Your job is to copy all the entries precisely as they stand.

(Dataset records)
■ ■ ■ ■

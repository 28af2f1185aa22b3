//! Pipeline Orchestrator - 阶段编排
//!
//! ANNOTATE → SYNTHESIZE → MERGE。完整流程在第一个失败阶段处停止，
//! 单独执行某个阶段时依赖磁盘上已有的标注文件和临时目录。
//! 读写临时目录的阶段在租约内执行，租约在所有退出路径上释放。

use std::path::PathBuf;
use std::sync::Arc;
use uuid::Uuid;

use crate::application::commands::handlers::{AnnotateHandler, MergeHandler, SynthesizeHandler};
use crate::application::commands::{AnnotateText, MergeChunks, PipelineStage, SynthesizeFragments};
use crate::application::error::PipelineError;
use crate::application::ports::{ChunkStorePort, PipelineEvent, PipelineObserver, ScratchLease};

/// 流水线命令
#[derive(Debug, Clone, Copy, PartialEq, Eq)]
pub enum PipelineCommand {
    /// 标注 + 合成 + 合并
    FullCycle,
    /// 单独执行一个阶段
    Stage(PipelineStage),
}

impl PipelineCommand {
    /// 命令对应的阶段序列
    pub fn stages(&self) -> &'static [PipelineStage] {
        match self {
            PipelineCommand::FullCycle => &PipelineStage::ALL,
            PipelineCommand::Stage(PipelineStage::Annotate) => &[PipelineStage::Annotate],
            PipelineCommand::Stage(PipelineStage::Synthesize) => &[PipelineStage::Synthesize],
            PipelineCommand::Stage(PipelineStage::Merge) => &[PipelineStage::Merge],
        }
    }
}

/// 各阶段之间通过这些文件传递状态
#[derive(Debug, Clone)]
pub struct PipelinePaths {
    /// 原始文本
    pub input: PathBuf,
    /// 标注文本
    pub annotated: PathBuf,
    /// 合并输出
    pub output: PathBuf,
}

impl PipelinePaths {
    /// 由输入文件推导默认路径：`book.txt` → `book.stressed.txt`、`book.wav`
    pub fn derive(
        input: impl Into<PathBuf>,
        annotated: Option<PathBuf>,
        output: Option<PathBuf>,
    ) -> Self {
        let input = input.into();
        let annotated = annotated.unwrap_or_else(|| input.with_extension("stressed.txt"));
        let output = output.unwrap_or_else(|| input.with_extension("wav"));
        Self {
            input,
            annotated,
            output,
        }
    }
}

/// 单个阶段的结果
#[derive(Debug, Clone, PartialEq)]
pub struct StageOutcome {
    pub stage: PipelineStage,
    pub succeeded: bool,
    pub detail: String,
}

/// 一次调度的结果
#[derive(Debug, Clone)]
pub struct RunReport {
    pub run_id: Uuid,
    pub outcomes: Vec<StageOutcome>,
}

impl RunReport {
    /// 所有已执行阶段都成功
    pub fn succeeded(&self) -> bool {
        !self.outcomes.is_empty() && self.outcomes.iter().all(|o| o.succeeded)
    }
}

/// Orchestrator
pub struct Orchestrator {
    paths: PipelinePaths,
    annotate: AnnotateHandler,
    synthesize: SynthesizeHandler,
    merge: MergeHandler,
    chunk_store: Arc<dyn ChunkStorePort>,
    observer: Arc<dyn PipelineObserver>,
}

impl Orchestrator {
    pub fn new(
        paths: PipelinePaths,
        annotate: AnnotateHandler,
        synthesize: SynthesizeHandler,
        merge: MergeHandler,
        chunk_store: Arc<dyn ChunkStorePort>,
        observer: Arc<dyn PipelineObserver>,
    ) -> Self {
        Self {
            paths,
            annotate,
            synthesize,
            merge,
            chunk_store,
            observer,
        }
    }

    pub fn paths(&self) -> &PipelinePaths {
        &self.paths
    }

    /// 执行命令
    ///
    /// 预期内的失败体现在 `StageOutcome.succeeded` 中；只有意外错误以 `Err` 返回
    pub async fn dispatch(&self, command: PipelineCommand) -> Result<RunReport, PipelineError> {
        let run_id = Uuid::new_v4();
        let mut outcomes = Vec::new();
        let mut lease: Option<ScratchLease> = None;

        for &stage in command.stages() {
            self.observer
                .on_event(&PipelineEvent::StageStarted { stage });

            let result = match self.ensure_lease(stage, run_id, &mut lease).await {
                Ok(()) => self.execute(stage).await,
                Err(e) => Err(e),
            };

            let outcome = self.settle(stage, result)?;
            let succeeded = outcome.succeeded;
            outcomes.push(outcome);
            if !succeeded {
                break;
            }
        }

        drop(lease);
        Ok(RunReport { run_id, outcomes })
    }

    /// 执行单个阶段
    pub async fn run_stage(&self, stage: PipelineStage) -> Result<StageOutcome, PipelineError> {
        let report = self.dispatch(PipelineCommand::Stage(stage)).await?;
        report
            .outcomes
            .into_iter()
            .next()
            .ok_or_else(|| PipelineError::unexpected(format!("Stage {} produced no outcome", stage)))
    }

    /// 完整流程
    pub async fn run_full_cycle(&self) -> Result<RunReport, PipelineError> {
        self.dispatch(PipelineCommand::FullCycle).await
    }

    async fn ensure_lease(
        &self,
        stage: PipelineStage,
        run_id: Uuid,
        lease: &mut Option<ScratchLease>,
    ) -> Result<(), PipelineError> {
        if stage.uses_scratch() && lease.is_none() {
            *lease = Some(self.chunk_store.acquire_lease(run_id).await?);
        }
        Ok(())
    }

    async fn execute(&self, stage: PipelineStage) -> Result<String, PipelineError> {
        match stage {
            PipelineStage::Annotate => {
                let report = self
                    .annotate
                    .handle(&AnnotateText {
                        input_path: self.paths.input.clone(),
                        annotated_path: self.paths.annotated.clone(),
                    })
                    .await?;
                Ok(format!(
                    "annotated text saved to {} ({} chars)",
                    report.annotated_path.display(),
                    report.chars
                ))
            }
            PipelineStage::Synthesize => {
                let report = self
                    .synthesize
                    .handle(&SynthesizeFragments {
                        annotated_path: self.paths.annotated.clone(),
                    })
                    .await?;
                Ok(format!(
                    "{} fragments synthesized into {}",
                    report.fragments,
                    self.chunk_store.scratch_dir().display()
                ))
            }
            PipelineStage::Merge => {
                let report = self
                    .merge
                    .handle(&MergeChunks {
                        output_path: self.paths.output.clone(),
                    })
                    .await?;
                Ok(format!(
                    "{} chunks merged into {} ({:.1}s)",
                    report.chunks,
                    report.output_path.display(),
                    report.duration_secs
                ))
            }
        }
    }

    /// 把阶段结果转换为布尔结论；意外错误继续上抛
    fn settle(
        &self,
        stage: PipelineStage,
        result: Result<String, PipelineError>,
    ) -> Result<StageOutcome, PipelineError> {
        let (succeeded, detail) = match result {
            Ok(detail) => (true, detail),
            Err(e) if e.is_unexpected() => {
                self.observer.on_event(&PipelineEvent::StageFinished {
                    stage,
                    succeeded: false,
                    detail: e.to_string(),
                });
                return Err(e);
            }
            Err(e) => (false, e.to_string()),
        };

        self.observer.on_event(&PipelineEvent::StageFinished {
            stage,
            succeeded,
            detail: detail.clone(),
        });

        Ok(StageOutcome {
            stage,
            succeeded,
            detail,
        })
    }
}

■ ■ ■ ■

(Your solution)
repository 28af2f1185aa22b3
//! Pipeline Orchestrator - 阶段编排
//!
//! ANNOTATE → SYNTHESIZE → MERGE。完整流程在第一个失败阶段处停止，
//! 单独执行某个阶段时依赖磁盘上已有的标注文件和临时目录。
//! 读写临时目录的阶段在租约内执行，租约在所有退出路径上释放。

use std::path::PathBuf;
use std::sync::Arc;
use uuid::Uuid;

use crate::application::commands::handlers::{AnnotateHandler, MergeHandler, SynthesizeHandler};
use crate::application::commands::{AnnotateText, MergeChunks, PipelineStage, SynthesizeFragments};
use crate::application::error::PipelineError;
use crate::application::ports::{ChunkStorePort, PipelineEvent, PipelineObserver, ScratchLease};

/// 流水线命令
#[derive(Debug, Clone, Copy, PartialEq, Eq)]
pub enum PipelineCommand {
    /// 标注 + 合成 + 合并
    FullCycle,
    /// 单独执行一个阶段
    Stage(PipelineStage),
}

impl PipelineCommand {
    /// 命令对应的阶段序列
    pub fn stages(&self) -> &'static [PipelineStage] {
        match self {
            PipelineCommand::FullCycle => &PipelineStage::ALL,
            PipelineCommand::Stage(PipelineStage::Annotate) => &[PipelineStage::Annotate],
            PipelineCommand::Stage(PipelineStage::Synthesize) => &[PipelineStage::Synthesize],
            PipelineCommand::Stage(PipelineStage::Merge) => &[PipelineStage::Merge],
        }
    }
}

/// 各阶段之间通过这些文件传递状态
#[derive(Debug, Clone)]
pub struct PipelinePaths {
    /// 原始文本
    pub input: PathBuf,
    /// 标注文本
    pub annotated: PathBuf,
    /// 合并输出
    pub output: PathBuf,
}

impl PipelinePaths {
    /// 由输入文件推导默认路径：`book.txt` → `book.stressed.txt`、`book.wav`
    pub fn derive(
        input: impl Into<PathBuf>,
        annotated: Option<PathBuf>,
        output: Option<PathBuf>,
    ) -> Self {
        let input = input.into();
        let annotated = annotated.unwrap_or_else(|| input.with_extension("stressed.txt"));
        let output = output.unwrap_or_else(|| input.with_extension("wav"));
        Self {
            input,
            annotated,
            output,
        }
    }
}

/// 单个阶段的结果
#[derive(Debug, Clone, PartialEq)]
pub struct StageOutcome {
    pub stage: PipelineStage,
    pub succeeded: bool,
    pub detail: String,
}

/// 一次调度的结果
#[derive(Debug, Clone)]
pub struct RunReport {
    pub run_id: Uuid,
    pub outcomes: Vec<StageOutcome>,
}

impl RunReport {
    /// 所有已执行阶段都成功
    pub fn succeeded(&self) -> bool {
        !self.outcomes.is_empty() && self.outcomes.iter().all(|o| o.succeeded)
    }
}

/// Orchestrator
pub struct Orchestrator {
    paths: PipelinePaths,
    annotate: AnnotateHandler,
    synthesize: SynthesizeHandler,
    merge: MergeHandler,
    chunk_store: Arc<dyn ChunkStorePort>,
    observer: Arc<dyn PipelineObserver>,
}

impl Orchestrator {
    pub fn new(
        paths: PipelinePaths,
        annotate: AnnotateHandler,
        synthesize: SynthesizeHandler,
        merge: MergeHandler,
        chunk_store: Arc<dyn ChunkStorePort>,
        observer: Arc<dyn PipelineObserver>,
    ) -> Self {
        Self {
            paths,
            annotate,
            synthesize,
            merge,
            chunk_store,
            observer,
        }
    }

    pub fn paths(&self) -> &PipelinePaths {
        &self.paths
    }

    /// 执行命令
    ///
    /// 预期内的失败体现在 `StageOutcome.succeeded` 中；只有意外错误以 `Err` 返回
    pub async fn dispatch(&self, command: PipelineCommand) -> Result<RunReport, PipelineError> {
        let run_id = Uuid::new_v4();
        let mut outcomes = Vec::new();
        let mut lease: Option<ScratchLease> = None;

        for &stage in command.stages() {
            self.observer
                .on_event(&PipelineEvent::StageStarted { stage });

            let result = match self.ensure_lease(stage, run_id, &mut lease).await {
                Ok(()) => self.execute(stage).await,
                Err(e) => Err(e),
            };

            let outcome = self.settle(stage, result)?;
            let succeeded = outcome.succeeded;
            outcomes.push(outcome);
            if !succeeded {
                break;
            }
        }

        drop(lease);
        Ok(RunReport { run_id, outcomes })
    }

    /// 执行单个阶段
    pub async fn run_stage(&self, stage: PipelineStage) -> Result<StageOutcome, PipelineError> {
        let report = self.dispatch(PipelineCommand::Stage(stage)).await?;
        report
            .outcomes
            .into_iter()
            .next()
            .ok_or_else(|| PipelineError::unexpected(format!("Stage {} produced no outcome", stage)))
    }

    /// 完整流程
    pub async fn run_full_cycle(&self) -> Result<RunReport, PipelineError> {
        self.dispatch(PipelineCommand::FullCycle).await
    }

    async fn ensure_lease(
        &self,
        stage: PipelineStage,
        run_id: Uuid,
        lease: &mut Option<ScratchLease>,
    ) -> Result<(), PipelineError> {
        if stage.uses_scratch() && lease.is_none() {
            *lease = Some(self.chunk_store.acquire_lease(run_id).await?);
        }
        Ok(())
    }

    async fn execute(&self, stage: PipelineStage) -> Result<String, PipelineError> {
        match stage {
            PipelineStage::Annotate => {
                let report = self
                    .annotate
                    .handle(&AnnotateText {
                        input_path: self.paths.input.clone(),
                        annotated_path: self.paths.annotated.clone(),
                    })
                    .await?;
                Ok(format!(
                    "annotated text saved to {} ({} chars)",
                    report.annotated_path.display(),
                    report.chars
                ))
            }
            PipelineStage::Synthesize => {
                let report = self
                    .synthesize
                    .handle(&SynthesizeFragments {
                        annotated_path: self.paths.annotated.clone(),
                    })
                    .await?;
                Ok(format!(
                    "{} fragments synthesized into {}",
                    report.fragments,
                    self.chunk_store.scratch_dir().display()
                ))
            }
            PipelineStage::Merge => {
                let report = self
                    .merge
                    .handle(&MergeChunks {
                        output_path: self.paths.output.clone(),
                    })
                    .await?;
                Ok(format!(
                    "{} chunks merged into {} ({:.1}s)",
                    report.chunks,
                    report.output_path.display(),
                    report.duration_secs
                ))
            }
        }
    }

    /// 把阶段结果转换为布尔结论；意外错误继续上抛
    fn settle(
        &self,
        stage: PipelineStage,
        result: Result<String, PipelineError>,
    ) -> Result<StageOutcome, PipelineError> {
        let (succeeded, detail) = match result {
            Ok(detail) => (true, detail),
            Err(e) if e.is_unexpected() => {
                self.observer.on_event(&PipelineEvent::StageFinished {
                    stage,
                    succeeded: false,
                    detail: e.to_string(),
                });
                return Err(e);
            }
            Err(e) => (false, e.to_string()),
        };

        self.observer.on_event(&PipelineEvent::StageFinished {
            stage,
            succeeded,
            detail: detail.clone(),
        });

        Ok(StageOutcome {
            stage,
            succeeded,
            detail,
        })
    }
}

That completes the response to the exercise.